=== Work order ===
Go through the entries, filter for the word "InferenceBackend", and copy every line that has it.

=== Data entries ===
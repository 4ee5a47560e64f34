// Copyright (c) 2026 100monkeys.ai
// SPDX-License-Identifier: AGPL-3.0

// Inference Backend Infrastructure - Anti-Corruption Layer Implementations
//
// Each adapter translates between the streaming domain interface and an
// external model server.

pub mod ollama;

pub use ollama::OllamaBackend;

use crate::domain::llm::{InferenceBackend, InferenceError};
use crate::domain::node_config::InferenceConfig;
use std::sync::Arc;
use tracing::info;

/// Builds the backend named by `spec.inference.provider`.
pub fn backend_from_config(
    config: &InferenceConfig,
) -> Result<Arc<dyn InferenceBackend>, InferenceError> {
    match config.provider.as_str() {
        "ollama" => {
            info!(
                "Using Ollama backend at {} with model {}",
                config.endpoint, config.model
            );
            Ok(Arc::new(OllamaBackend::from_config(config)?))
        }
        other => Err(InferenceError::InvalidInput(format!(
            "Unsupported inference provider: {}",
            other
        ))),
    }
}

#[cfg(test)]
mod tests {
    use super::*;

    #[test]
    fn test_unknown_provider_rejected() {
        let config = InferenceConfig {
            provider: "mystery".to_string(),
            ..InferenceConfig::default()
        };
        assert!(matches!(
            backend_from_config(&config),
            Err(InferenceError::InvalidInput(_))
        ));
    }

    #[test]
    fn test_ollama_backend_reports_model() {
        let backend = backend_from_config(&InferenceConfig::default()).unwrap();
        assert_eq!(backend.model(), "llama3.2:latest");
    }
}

...

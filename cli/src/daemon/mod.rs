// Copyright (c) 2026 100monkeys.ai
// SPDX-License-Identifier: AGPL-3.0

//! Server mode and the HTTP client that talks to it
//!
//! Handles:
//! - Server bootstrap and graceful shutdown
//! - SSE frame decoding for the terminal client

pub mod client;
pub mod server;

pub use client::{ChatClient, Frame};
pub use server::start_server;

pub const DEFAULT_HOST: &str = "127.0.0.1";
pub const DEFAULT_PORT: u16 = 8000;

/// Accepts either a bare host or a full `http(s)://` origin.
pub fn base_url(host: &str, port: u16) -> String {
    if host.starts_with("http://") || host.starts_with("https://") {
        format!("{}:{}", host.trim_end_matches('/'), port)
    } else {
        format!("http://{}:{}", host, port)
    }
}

=== Response to the exercise ===
use crate::domain::llm::{InferenceBackend, InferenceError};
) -> Result<Arc<dyn InferenceBackend>, InferenceError> {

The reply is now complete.